Each line of the records that includes "MalformedResponse" should be found and copied.

Records for processing below:

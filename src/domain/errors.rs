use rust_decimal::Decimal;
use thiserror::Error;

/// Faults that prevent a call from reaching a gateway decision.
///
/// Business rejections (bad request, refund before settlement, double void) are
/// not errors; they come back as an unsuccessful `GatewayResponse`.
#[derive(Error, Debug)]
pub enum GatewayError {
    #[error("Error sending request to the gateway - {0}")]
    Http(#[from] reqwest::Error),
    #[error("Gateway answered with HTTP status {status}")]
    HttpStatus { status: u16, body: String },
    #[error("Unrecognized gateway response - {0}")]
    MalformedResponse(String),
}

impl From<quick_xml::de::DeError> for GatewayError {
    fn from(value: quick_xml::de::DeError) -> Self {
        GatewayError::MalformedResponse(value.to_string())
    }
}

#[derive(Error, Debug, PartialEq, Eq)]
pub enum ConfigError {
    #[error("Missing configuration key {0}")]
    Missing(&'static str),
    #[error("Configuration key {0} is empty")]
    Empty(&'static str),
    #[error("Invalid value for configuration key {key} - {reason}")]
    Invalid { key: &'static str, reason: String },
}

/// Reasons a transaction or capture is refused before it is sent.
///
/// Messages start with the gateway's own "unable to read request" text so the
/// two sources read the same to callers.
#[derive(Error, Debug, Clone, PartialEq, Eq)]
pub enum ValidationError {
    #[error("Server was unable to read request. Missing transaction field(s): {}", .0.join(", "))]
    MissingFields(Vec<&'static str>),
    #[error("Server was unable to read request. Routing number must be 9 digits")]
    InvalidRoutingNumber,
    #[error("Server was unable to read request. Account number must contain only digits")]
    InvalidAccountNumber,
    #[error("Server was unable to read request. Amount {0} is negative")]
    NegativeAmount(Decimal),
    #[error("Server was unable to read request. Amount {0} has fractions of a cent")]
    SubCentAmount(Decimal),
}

End of Records for processing.

→ **The answer**
    MalformedResponse(String),
        GatewayError::MalformedResponse(value.to_string())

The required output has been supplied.